* **WORK ORDER**
In the entries below, find the line with "#[cfg(test)]" and print exactly every line from there up to and including the line with "let leading = od", with no other lines.

[Recorded data]
//! Single-layer, single-band attenuation shared by both absorber contracts.

use super::config::{SWA_TAYLOR_THRESHOLD, ShortwaveConfig, TKE_TAYLOR_THRESHOLD};

/// Attenuation of one band through one layer.
#[derive(Clone, Copy, Debug, PartialEq)]
pub(crate) struct LayerAttenuation {
    /// Optical depth `h × opacity`
    pub opt_depth: f64,
    /// `exp(−opt_depth)`
    pub exp_od: f64,
    /// Heat absorbed in the layer [K H], already tapered for thin layers
    pub heat: f64,
}

/// Attenuate `pen` through a layer of thickness `h`.
///
/// When the transmitted flux would heat the water below by less than the
/// configured minimum, the whole incoming flux is absorbed here instead.
#[inline]
pub(crate) fn attenuate(
    config: &ShortwaveConfig,
    n_bands: usize,
    pen: f64,
    opacity: f64,
    h: f64,
    weight: f64,
    dt: f64,
) -> LayerAttenuation {
    let opt_depth = h * opacity;
    let exp_od = (-opt_depth).exp();
    let mut sw_trans = exp_od;

    let min_sw_heat = config.flux_absorb * dt;
    if (n_bands as f64) * pen * sw_trans
        < min_sw_heat * (config.absorb_inverse_length() * h).min(1.0)
    {
        sw_trans = 0.0;
    }

    LayerAttenuation {
        opt_depth,
        exp_od,
        heat: weight * pen * (1.0 - sw_trans),
    }
}

/// Fraction of the heat absorbed in a layer of thickness `h` that is moved
/// into the `h_heat` of already-heated water above, before clamping.
#[inline]
pub(crate) fn upward_fraction(opt_depth: f64, opacity: f64, h: f64, h_heat: f64) -> f64 {
    if opt_depth > SWA_TAYLOR_THRESHOLD {
        // (od + (od + 2)·e − 2) / ((od + κ·h_heat)(1 − e)), written around
        // expm1 so the numerator keeps its digits near the threshold
        let em1 = (-opt_depth).exp_m1();
        ((opt_depth + 2.0) * (em1 + opt_depth) - opt_depth * opt_depth)
            / ((opt_depth + opacity * h_heat) * -em1)
    } else {
        h * opt_depth * (60.0 - opt_depth * opt_depth) / (360.0 * (h_heat + h))
    }
}

/// Clamp the upward fraction so the water above warms no more than the
/// layer itself.
///
/// Returns `(swa, co_fraction)`: the clamped fraction and the share of the
/// absorbed heat that stays subject to the TKE sink.
#[inline]
pub(crate) fn clamp_upward_fraction(swa: f64, h: f64, h_heat: f64) -> (f64, f64) {
    let total = swa * (h_heat + h);
    if total > h_heat {
        (h_heat / (h_heat + h), (total - h_heat) / total)
    } else {
        (swa, 0.0)
    }
}

/// Dimensionless shape factor of the TKE needed to mix heat absorbed
/// exponentially through a layer of optical depth `opt_depth` evenly over
/// the layer.
#[inline]
pub(crate) fn tke_shape(opt_depth: f64, exp_od: f64) -> f64 {
    if opt_depth > TKE_TAYLOR_THRESHOLD {
        (opt_depth * (1.0 + exp_od) - 2.0 * (1.0 - exp_od)) / (opt_depth * (1.0 - exp_od))
    } else {
        opt_depth * (1.0 / 6.0) * (1.0 - opt_depth * opt_depth * (1.0 / 60.0))
    }
}

#[cfg(test)]
mod tests {
    use super::*;

    #[test]
    fn test_attenuate_exact_fraction() {
        let config = ShortwaveConfig::default();
        let att = attenuate(&config, 1, 50.0, 0.01, 100.0, 1.0, 3600.0);
        assert!((att.opt_depth - 1.0).abs() < 1e-14);
        let expected = 50.0 * (1.0 - (-1.0_f64).exp());
        assert!((att.heat - expected).abs() < 1e-12);
    }

    #[test]
    fn test_attenuate_snaps_small_flux() {
        let config = ShortwaveConfig::default();
        // Transmitted flux far below flux_absorb × dt
        let att = attenuate(&config, 1, 1e-10, 1e-3, 1.0, 1.0, 3600.0);
        assert_eq!(att.heat, 1e-10);
    }

    #[test]
    fn test_attenuate_applies_weight() {
        let config = ShortwaveConfig::default();
        let full = attenuate(&config, 1, 10.0, 0.1, 5.0, 1.0, 60.0);
        let half = attenuate(&config, 1, 10.0, 0.1, 5.0, 0.5, 60.0);
        assert!((half.heat - 0.5 * full.heat).abs() < 1e-14);
    }

    #[test]
    fn test_upward_fraction_branches_meet() {
        let h = 10.0;
        let h_heat = 30.0;
        let eps = 1e-9;
        for &od in &[SWA_TAYLOR_THRESHOLD - eps, SWA_TAYLOR_THRESHOLD + eps] {
            let opacity = od / h;
            let v = upward_fraction(od, opacity, h, h_heat);
            let leading = od * h / (6.0 * (h + h_heat));
            assert!((v - leading).abs() < 1e-4 * leading, "od={od}: {v} vs {leading}");
        }
        // Opaque layer with nothing above: (od − 2) / od
        let od = 50.0;
        let v = upward_fraction(od, od / h, h, 0.0);
        assert!((v - (od - 2.0) / od).abs() < 1e-12);
    }

    #[test]
    fn test_tke_shape_branches_meet() {
        let below = TKE_TAYLOR_THRESHOLD * (1.0 - 1e-9);
        let above = TKE_TAYLOR_THRESHOLD * (1.0 + 1e-9);
        let a = tke_shape(below, (-below).exp());
        let b = tke_shape(above, (-above).exp());
        assert!((a - b).abs() < 1e-7 * a.abs(), "{a} vs {b}");
        // Large optical depth approaches 1 − 2/od
        let od = 50.0;
        assert!((tke_shape(od, (-od).exp()) - (1.0 - 2.0 / od)).abs() < 1e-12);
    }

    #[test]
    fn test_clamp_upward_fraction() {
        // Unclamped
        let (swa, co) = clamp_upward_fraction(0.1, 10.0, 10.0);
        assert_eq!((swa, co), (0.1, 0.0));
        // Would warm the water above more than the layer
        let (swa, co) = clamp_upward_fraction(0.9, 10.0, 10.0);
        assert!((swa - 0.5).abs() < 1e-15);
        assert!((co - (18.0 - 10.0) / 18.0).abs() < 1e-15);
    }
}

* **EXPECTED OUTPUT**
#[cfg(test)]
mod tests {
    use super::*;

    #[test]
    fn test_attenuate_exact_fraction() {
        let config = ShortwaveConfig::default();
        let att = attenuate(&config, 1, 50.0, 0.01, 100.0, 1.0, 3600.0);
        assert!((att.opt_depth - 1.0).abs() < 1e-14);
        let expected = 50.0 * (1.0 - (-1.0_f64).exp());
        assert!((att.heat - expected).abs() < 1e-12);
    }

    #[test]
    fn test_attenuate_snaps_small_flux() {
        let config = ShortwaveConfig::default();
        // Transmitted flux far below flux_absorb × dt
        let att = attenuate(&config, 1, 1e-10, 1e-3, 1.0, 1.0, 3600.0);
        assert_eq!(att.heat, 1e-10);
    }

    #[test]
    fn test_attenuate_applies_weight() {
        let config = ShortwaveConfig::default();
        let full = attenuate(&config, 1, 10.0, 0.1, 5.0, 1.0, 60.0);
        let half = attenuate(&config, 1, 10.0, 0.1, 5.0, 0.5, 60.0);
        assert!((half.heat - 0.5 * full.heat).abs() < 1e-14);
    }

    #[test]
    fn test_upward_fraction_branches_meet() {
        let h = 10.0;
        let h_heat = 30.0;
        let eps = 1e-9;
        for &od in &[SWA_TAYLOR_THRESHOLD - eps, SWA_TAYLOR_THRESHOLD + eps] {
            let opacity = od / h;
            let v = upward_fraction(od, opacity, h, h_heat);
            let leading = od * h / (6.0 * (h + h_heat));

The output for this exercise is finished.